Inconsistencies exist with regard to influence of tibolone treatment on the lipid profile. The reasons for these inconsistencies might derive from several factors, i.e., differences in baseline variables, intervention duration, participants health status or baseline body mass index (BMI). To address these inconsistencies, based on a systematic search in Scopus, PubMed/Medline, Web of Science, and Embase for papers published until 21 December 2020, we conducted the current dose-response meta-analysis of randomized controlled trials (RCTs) to determine the impact of tibolone treatment on the lipid profile. The overall findings were derived from 26 RCTs.

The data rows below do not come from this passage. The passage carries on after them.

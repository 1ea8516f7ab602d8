//! identity-core: Shared infrastructure for the identity backend.
pub mod config;
pub mod error;
pub mod observability;

pub use async_trait;
pub use serde;
pub use serde_json;
pub use tokio;
pub use tracing;
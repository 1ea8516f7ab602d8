//! identity-service: the tenant-scoped authorization and credential-issuance
//! engine behind the booking platform's identity backend.
//!
//! The crate is the core only. HTTP/gRPC transport, outbound email/SMS
//! delivery, the message broker, and password hashing live behind ports and
//! are supplied by the embedding service.

pub mod config;
pub mod db;
pub mod graph;
pub mod models;
pub mod services;
pub mod store;

use std::sync::Arc;

use crate::config::IdentityConfig;
use crate::services::{
    ClaimsBuilder, EventPublisher, JwtSigner, OtpNotifier, OtpService, OutboxDispatcher,
    PasswordVerifier, PermissionResolver, RoleService, TenantHierarchyService, TokenIssuer,
    TwoFactorFlow,
};
use crate::store::Database;

/// Wired-up engine: every component sharing one store and one set of ports.
#[derive(Clone)]
pub struct IdentityEngine {
    pub hierarchy: TenantHierarchyService,
    pub roles: RoleService,
    pub permissions: PermissionResolver,
    pub claims: ClaimsBuilder,
    pub tokens: TokenIssuer,
    pub otp: OtpService,
    pub two_factor: TwoFactorFlow,
    pub outbox: OutboxDispatcher,
}

impl IdentityEngine {
    /// Assemble the engine from its store, signer, ports, and configuration.
    pub fn new(
        db: Database,
        signer: JwtSigner,
        password_verifier: Arc<dyn PasswordVerifier>,
        otp_notifier: Arc<dyn OtpNotifier>,
        event_publisher: Arc<dyn EventPublisher>,
        config: &IdentityConfig,
    ) -> Self {
        let permissions = PermissionResolver::new(db.clone());
        let claims = ClaimsBuilder::new(db.clone());
        let tokens = TokenIssuer::new(
            db.clone(),
            Arc::new(signer.clone()),
            claims.clone(),
            permissions.clone(),
            config.tokens.clone(),
        );
        let otp = OtpService::new(db.clone(), config.otp.clone());
        let two_factor = TwoFactorFlow::new(
            db.clone(),
            signer,
            otp.clone(),
            tokens.clone(),
            password_verifier,
            otp_notifier,
            config.lockout.clone(),
        );

        Self {
            hierarchy: TenantHierarchyService::new(db.clone()),
            roles: RoleService::new(db.clone()),
            permissions,
            claims,
            tokens,
            otp,
            two_factor,
            outbox: OutboxDispatcher::new(db, event_publisher),
        }
    }
}
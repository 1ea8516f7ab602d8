//! Tenant creation, traversal, reparenting, and soft deletion.

mod common;

use identity_core::error::IdentityError;
use identity_service::models::{TenantModule, TenantType};

#[tokio::test]
#[ignore] // Requires PostgreSQL
async fn ancestors_walk_to_the_root() {
    let db = common::setup_db().await;
    common::cleanup(&db).await;
    let (_keys, engine, _codes, _events) = common::engine(db.clone());

    let system = common::seed_tenant(&db, "platform", TenantType::System, None).await;
    let brand =
        common::seed_tenant(&db, "zen", TenantType::Brand, Some(system.tenant_id)).await;
    let branch =
        common::seed_tenant(&db, "zen-north", TenantType::Branch, Some(brand.tenant_id)).await;

    let ancestors = engine.hierarchy.get_ancestors(branch.tenant_id).await.unwrap();
    let ids: Vec<_> = ancestors.iter().map(|t| t.tenant_id).collect();
    assert_eq!(ids, vec![brand.tenant_id, system.tenant_id]);
}

#[tokio::test]
#[ignore] // Requires PostgreSQL
async fn duplicate_tenant_keys_are_conflicts() {
    let db = common::setup_db().await;
    common::cleanup(&db).await;
    let (_keys, engine, _codes, _events) = common::engine(db.clone());

    engine
        .hierarchy
        .create_tenant("Zen".to_string(), "ZEN".to_string(), TenantType::Brand, None, None)
        .await
        .unwrap();
    // Keys normalize to lowercase, so a differently cased duplicate collides.
    let result = engine
        .hierarchy
        .create_tenant("Zen 2".to_string(), "zen".to_string(), TenantType::Brand, None, None)
        .await;
    assert!(matches!(result, Err(IdentityError::Conflict(_))));
}

#[tokio::test]
#[ignore] // Requires PostgreSQL
async fn reparent_moves_a_branch_and_inherits_modules() {
    let db = common::setup_db().await;
    common::cleanup(&db).await;
    let (_keys, engine, _codes, _events) = common::engine(db.clone());

    let old_brand = common::seed_tenant(&db, "alpha", TenantType::Brand, None).await;
    let new_brand = common::seed_tenant(&db, "beta", TenantType::Brand, None).await;
    let branch =
        common::seed_tenant(&db, "alpha-01", TenantType::Branch, Some(old_brand.tenant_id)).await;

    db.insert_tenant_module(&TenantModule::new(new_brand.tenant_id, "Payroll".to_string()))
        .await
        .unwrap();
    db.insert_tenant_module(&TenantModule::new(new_brand.tenant_id, "Bookings".to_string()))
        .await
        .unwrap();

    engine
        .hierarchy
        .reparent(branch.tenant_id, new_brand.tenant_id, None)
        .await
        .unwrap();

    let moved = db.find_tenant_by_id(branch.tenant_id).await.unwrap().unwrap();
    assert_eq!(moved.parent_tenant_id, Some(new_brand.tenant_id));

    let modules = db.find_tenant_modules(branch.tenant_id).await.unwrap();
    let codes: Vec<_> = modules
        .iter()
        .filter(|m| m.has_access())
        .map(|m| m.module_code.as_str())
        .collect();
    assert!(codes.contains(&"Payroll"));
    assert!(codes.contains(&"Bookings"));

    let events = db.find_undispatched_events(50).await.unwrap();
    assert!(events.iter().any(|e| e.event_name == "tenant.reparented"));
}

#[tokio::test]
#[ignore] // Requires PostgreSQL
async fn reparent_rejects_invalid_moves() {
    let db = common::setup_db().await;
    common::cleanup(&db).await;
    let (_keys, engine, _codes, _events) = common::engine(db.clone());

    let brand = common::seed_tenant(&db, "gamma", TenantType::Brand, None).await;
    let branch =
        common::seed_tenant(&db, "gamma-01", TenantType::Branch, Some(brand.tenant_id)).await;
    let department = common::seed_tenant(
        &db,
        "gamma-01-desk",
        TenantType::Department,
        Some(branch.tenant_id),
    )
    .await;

    // Already there.
    assert!(engine
        .hierarchy
        .reparent(branch.tenant_id, brand.tenant_id, None)
        .await
        .is_err());
    // Itself.
    assert!(engine
        .hierarchy
        .reparent(branch.tenant_id, branch.tenant_id, None)
        .await
        .is_err());
    // A descendant.
    assert!(engine
        .hierarchy
        .reparent(branch.tenant_id, department.tenant_id, None)
        .await
        .is_err());
    // Only a branch moves, and only under a brand.
    assert!(engine
        .hierarchy
        .reparent(brand.tenant_id, branch.tenant_id, None)
        .await
        .is_err());
}

#[tokio::test]
#[ignore] // Requires PostgreSQL
async fn soft_delete_refuses_tenants_with_children() {
    let db = common::setup_db().await;
    common::cleanup(&db).await;
    let (_keys, engine, _codes, _events) = common::engine(db.clone());

    let brand = common::seed_tenant(&db, "delta", TenantType::Brand, None).await;
    let branch =
        common::seed_tenant(&db, "delta-01", TenantType::Branch, Some(brand.tenant_id)).await;

    let result = engine.hierarchy.soft_delete(brand.tenant_id, None).await;
    assert!(matches!(result, Err(IdentityError::Validation(_))));

    engine.hierarchy.soft_delete(branch.tenant_id, None).await.unwrap();
    engine.hierarchy.soft_delete(brand.tenant_id, None).await.unwrap();

    let gone = db.find_tenant_by_id(brand.tenant_id).await.unwrap().unwrap();
    assert!(gone.is_deleted);
}

#[tokio::test]
#[ignore] // Requires PostgreSQL
async fn outbox_dispatch_is_ordered_and_resumable() {
    let db = common::setup_db().await;
    common::cleanup(&db).await;
    let (_keys, engine, _codes, events) = common::engine(db.clone());

    engine
        .hierarchy
        .create_tenant("One".to_string(), "one".to_string(), TenantType::Brand, None, None)
        .await
        .unwrap();
    engine
        .hierarchy
        .create_tenant("Two".to_string(), "two".to_string(), TenantType::Brand, None, None)
        .await
        .unwrap();

    // Broker outage: nothing dispatches, rows stay pending.
    events.fail.store(true, std::sync::atomic::Ordering::SeqCst);
    assert_eq!(engine.outbox.dispatch_pending(10).await.unwrap(), 0);
    assert_eq!(db.find_undispatched_events(10).await.unwrap().len(), 2);

    // Recovery drains in creation order.
    events.fail.store(false, std::sync::atomic::Ordering::SeqCst);
    assert_eq!(engine.outbox.dispatch_pending(10).await.unwrap(), 2);
    assert!(db.find_undispatched_events(10).await.unwrap().is_empty());

    let published = events.events.lock().unwrap();
    assert_eq!(published.len(), 2);
    assert_eq!(published[0].1["tenant_key"], "one");
    assert_eq!(published[1].1["tenant_key"], "two");
}

#[tokio::test]
#[ignore] // Requires PostgreSQL
async fn a_row_on_column_defaults_counts_as_active() {
    let db = common::setup_db().await;
    common::cleanup(&db).await;

    let tenant_id = uuid::Uuid::new_v4();
    sqlx::query(
        "INSERT INTO tenants (tenant_id, tenant_name, tenant_key, tenant_type_code) \
         VALUES ($1, 'Bare', 'bare', 'brand')",
    )
    .bind(tenant_id)
    .execute(db.pool())
    .await
    .unwrap();

    let tenant = db.find_tenant_by_id(tenant_id).await.unwrap().unwrap();
    assert!(tenant.is_active());
}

Tibolone administration decreased total cholesterol (TC) (weighted mean difference, WMD: -18.55mg/dL, CI: -25.95 to -11.16, P<0.001), high-density lipoprotein-cholesterol (HDL-C) (WMD: -9.42mg/dL, CI: -11.83 to -7.01, P<0.001) and triglyceride (TG) (WMD: -21.43mg/dL, CI: -27.15 to -15.70, P<0.001) levels. A significant reduction in LDL-C occurred when tibolone was prescribed for ≤26 weeks (WMD: -7.64mg/dL, 95% CI: -14.58 to -0.70, P=0.031) versus ˃26 weeks (WMD: -8.84mg/dL, 95% CI: -29.98, 12.29, P=0.412). The decrease in TG (WMD: -22.64mg/dL) and TC (-18.55mg/dL) concentrations was more pronounced in patients with BMI ≥25kg/m2versus BMI ˂25kg/m2. This systematic review and meta-analysis discovered that tibolone decreases TC, HDL-C and TG levels. LDL-C concentrations are significantly reduced when tibolone administration lasts for ≤26 weeks.